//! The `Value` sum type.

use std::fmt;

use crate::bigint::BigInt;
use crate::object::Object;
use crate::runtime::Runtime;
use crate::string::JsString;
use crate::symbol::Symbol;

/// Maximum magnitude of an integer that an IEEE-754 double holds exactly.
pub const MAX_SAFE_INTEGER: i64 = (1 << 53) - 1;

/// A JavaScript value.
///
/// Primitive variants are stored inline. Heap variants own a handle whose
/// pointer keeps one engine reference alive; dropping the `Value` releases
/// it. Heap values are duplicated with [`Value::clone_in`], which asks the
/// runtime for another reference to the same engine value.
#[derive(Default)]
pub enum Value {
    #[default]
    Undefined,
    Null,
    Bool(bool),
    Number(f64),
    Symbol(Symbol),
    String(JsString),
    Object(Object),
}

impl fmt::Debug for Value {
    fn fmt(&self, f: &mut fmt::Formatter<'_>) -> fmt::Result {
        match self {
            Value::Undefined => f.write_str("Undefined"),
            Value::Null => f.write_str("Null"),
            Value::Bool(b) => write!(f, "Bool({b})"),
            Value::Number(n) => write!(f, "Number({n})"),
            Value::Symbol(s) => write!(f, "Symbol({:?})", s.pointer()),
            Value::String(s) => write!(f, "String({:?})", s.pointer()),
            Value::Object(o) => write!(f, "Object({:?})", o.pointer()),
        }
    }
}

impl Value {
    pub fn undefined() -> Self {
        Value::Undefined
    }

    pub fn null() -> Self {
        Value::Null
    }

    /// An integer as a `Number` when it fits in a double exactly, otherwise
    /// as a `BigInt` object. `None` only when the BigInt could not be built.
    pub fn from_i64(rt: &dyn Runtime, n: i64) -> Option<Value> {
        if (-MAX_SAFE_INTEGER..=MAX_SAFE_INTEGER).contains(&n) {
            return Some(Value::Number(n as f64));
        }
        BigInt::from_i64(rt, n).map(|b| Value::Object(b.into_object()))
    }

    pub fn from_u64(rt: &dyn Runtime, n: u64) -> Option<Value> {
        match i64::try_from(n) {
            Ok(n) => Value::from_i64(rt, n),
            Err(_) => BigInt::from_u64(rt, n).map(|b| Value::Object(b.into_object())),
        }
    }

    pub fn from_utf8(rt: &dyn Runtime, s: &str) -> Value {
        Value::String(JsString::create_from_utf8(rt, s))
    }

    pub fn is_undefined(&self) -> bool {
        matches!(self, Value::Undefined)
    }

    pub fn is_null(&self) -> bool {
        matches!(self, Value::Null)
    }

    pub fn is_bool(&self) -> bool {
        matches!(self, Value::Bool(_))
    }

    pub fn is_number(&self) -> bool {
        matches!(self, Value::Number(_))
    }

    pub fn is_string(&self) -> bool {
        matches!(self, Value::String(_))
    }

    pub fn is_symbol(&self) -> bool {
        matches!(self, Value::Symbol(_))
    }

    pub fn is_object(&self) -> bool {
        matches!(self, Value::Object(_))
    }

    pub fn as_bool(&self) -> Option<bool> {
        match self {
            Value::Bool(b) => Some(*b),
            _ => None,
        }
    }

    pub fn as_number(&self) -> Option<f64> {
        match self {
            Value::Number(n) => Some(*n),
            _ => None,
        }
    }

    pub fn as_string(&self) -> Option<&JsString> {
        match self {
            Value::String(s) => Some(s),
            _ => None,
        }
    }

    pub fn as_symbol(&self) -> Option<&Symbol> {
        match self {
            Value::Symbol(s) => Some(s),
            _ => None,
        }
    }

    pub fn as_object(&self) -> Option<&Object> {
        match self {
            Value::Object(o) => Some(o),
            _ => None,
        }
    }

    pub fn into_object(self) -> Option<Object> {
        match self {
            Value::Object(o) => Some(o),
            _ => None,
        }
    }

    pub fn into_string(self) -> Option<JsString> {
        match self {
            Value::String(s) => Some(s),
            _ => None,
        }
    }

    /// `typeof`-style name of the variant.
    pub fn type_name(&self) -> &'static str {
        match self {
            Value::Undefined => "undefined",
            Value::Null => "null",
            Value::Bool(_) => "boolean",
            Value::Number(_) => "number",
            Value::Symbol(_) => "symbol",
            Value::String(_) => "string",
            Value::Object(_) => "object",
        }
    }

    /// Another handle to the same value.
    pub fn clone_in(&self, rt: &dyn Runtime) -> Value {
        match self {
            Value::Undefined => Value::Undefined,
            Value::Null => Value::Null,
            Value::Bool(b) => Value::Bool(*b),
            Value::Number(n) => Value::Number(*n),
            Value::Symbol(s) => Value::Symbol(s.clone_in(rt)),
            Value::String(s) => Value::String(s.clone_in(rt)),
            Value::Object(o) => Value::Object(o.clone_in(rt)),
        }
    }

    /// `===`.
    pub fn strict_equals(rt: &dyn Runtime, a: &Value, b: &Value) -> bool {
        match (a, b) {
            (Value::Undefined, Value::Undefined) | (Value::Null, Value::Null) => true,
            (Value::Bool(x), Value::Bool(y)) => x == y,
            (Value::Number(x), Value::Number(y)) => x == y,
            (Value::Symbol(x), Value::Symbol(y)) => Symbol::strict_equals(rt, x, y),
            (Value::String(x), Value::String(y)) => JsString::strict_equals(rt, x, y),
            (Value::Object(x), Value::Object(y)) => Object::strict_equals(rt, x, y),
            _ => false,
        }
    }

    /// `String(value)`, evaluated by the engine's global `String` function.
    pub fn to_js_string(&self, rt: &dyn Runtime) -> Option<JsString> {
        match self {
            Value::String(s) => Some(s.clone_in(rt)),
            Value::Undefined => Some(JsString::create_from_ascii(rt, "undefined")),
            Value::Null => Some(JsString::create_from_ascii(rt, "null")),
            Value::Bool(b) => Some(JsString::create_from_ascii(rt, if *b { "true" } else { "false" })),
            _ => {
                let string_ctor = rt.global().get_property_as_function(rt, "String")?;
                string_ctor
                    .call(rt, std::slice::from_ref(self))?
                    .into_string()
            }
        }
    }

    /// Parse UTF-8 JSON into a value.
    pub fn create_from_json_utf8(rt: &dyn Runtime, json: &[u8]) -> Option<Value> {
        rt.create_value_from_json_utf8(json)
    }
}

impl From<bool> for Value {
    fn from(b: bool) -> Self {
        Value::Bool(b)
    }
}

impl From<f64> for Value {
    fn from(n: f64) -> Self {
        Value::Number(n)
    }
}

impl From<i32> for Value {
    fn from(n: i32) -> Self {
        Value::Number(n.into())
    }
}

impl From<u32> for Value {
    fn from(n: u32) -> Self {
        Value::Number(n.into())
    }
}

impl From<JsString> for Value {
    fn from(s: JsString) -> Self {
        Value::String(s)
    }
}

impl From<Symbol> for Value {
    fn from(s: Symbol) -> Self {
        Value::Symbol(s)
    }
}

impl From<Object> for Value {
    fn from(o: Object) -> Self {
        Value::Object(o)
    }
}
* * *
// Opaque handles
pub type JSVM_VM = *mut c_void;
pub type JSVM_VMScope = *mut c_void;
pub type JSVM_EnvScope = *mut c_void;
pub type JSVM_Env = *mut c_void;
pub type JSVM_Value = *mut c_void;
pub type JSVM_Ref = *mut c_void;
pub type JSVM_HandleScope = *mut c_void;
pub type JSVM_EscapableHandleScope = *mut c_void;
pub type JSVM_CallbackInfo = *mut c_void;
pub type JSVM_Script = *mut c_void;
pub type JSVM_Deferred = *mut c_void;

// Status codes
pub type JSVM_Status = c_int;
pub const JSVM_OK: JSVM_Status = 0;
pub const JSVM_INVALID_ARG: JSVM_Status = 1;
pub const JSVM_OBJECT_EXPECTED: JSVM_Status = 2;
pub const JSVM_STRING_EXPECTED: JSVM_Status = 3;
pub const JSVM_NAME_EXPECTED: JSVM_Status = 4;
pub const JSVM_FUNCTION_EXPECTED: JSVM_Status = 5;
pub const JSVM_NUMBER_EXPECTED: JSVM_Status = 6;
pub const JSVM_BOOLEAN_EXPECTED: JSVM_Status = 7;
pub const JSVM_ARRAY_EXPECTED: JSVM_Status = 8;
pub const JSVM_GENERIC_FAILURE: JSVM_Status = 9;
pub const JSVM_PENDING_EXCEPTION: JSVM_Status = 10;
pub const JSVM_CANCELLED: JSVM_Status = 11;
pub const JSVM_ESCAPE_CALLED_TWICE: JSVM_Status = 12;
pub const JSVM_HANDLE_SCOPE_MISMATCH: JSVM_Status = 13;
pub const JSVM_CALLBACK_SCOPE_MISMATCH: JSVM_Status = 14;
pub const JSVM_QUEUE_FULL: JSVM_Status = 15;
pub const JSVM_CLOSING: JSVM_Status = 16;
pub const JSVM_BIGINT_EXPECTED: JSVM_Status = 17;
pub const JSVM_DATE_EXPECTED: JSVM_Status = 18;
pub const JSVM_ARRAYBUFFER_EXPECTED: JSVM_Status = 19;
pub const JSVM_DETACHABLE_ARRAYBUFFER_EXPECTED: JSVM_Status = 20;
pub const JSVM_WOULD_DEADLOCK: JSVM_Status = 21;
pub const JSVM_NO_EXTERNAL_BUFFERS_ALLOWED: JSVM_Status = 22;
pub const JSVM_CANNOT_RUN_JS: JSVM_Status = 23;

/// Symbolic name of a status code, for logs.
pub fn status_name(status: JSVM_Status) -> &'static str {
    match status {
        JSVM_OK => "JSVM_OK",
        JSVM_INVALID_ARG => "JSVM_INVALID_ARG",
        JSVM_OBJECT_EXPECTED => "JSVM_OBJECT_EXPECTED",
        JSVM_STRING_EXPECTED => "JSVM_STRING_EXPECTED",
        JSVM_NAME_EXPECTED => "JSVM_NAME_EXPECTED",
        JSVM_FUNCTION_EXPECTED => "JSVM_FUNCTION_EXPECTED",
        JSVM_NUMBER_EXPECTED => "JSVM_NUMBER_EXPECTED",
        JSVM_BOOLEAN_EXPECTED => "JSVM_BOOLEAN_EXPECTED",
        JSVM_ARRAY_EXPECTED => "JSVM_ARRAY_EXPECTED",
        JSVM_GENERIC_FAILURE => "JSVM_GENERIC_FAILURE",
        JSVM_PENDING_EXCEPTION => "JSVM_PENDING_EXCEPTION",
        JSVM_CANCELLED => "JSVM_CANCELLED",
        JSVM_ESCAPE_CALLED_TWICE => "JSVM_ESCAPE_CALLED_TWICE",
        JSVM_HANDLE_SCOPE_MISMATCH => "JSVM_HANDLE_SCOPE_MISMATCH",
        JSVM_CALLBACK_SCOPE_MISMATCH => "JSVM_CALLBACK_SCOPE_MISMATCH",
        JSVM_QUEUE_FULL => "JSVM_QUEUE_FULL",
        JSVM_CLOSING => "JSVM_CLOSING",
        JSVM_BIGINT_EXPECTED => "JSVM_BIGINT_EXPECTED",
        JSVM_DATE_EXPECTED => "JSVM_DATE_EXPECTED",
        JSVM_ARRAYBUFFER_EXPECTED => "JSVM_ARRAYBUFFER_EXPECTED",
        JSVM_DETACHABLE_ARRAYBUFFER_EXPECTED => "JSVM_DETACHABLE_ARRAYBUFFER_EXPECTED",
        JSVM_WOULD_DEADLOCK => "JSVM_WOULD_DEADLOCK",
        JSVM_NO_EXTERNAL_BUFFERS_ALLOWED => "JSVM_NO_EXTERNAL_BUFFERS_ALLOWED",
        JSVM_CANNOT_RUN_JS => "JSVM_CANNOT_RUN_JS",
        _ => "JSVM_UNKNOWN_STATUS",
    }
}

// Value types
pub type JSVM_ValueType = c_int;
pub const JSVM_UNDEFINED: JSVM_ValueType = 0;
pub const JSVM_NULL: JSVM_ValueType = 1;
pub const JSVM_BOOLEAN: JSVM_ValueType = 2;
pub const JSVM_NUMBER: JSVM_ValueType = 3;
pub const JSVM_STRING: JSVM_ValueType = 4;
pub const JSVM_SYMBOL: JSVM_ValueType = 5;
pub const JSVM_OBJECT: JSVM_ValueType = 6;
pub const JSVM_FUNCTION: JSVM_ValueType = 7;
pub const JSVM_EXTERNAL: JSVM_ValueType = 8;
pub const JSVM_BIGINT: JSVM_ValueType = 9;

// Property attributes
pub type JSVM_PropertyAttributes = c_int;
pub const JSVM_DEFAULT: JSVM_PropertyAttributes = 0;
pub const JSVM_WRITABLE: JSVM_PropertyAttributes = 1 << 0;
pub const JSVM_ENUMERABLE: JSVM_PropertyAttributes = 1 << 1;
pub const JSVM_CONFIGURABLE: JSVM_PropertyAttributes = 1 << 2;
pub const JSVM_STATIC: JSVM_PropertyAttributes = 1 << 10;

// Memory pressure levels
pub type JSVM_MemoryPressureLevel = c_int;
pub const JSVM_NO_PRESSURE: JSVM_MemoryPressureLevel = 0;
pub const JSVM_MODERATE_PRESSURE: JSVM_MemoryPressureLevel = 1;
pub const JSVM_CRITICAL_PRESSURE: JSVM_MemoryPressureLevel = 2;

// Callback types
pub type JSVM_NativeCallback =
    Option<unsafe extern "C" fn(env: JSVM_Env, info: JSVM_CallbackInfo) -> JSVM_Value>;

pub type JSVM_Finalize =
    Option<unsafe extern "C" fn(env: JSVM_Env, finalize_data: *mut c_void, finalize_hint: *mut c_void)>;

_Exercise brief:_ Count the lines in the entries above that hold the string "engine", and give that count without any other text.

_Exercise result:_ 3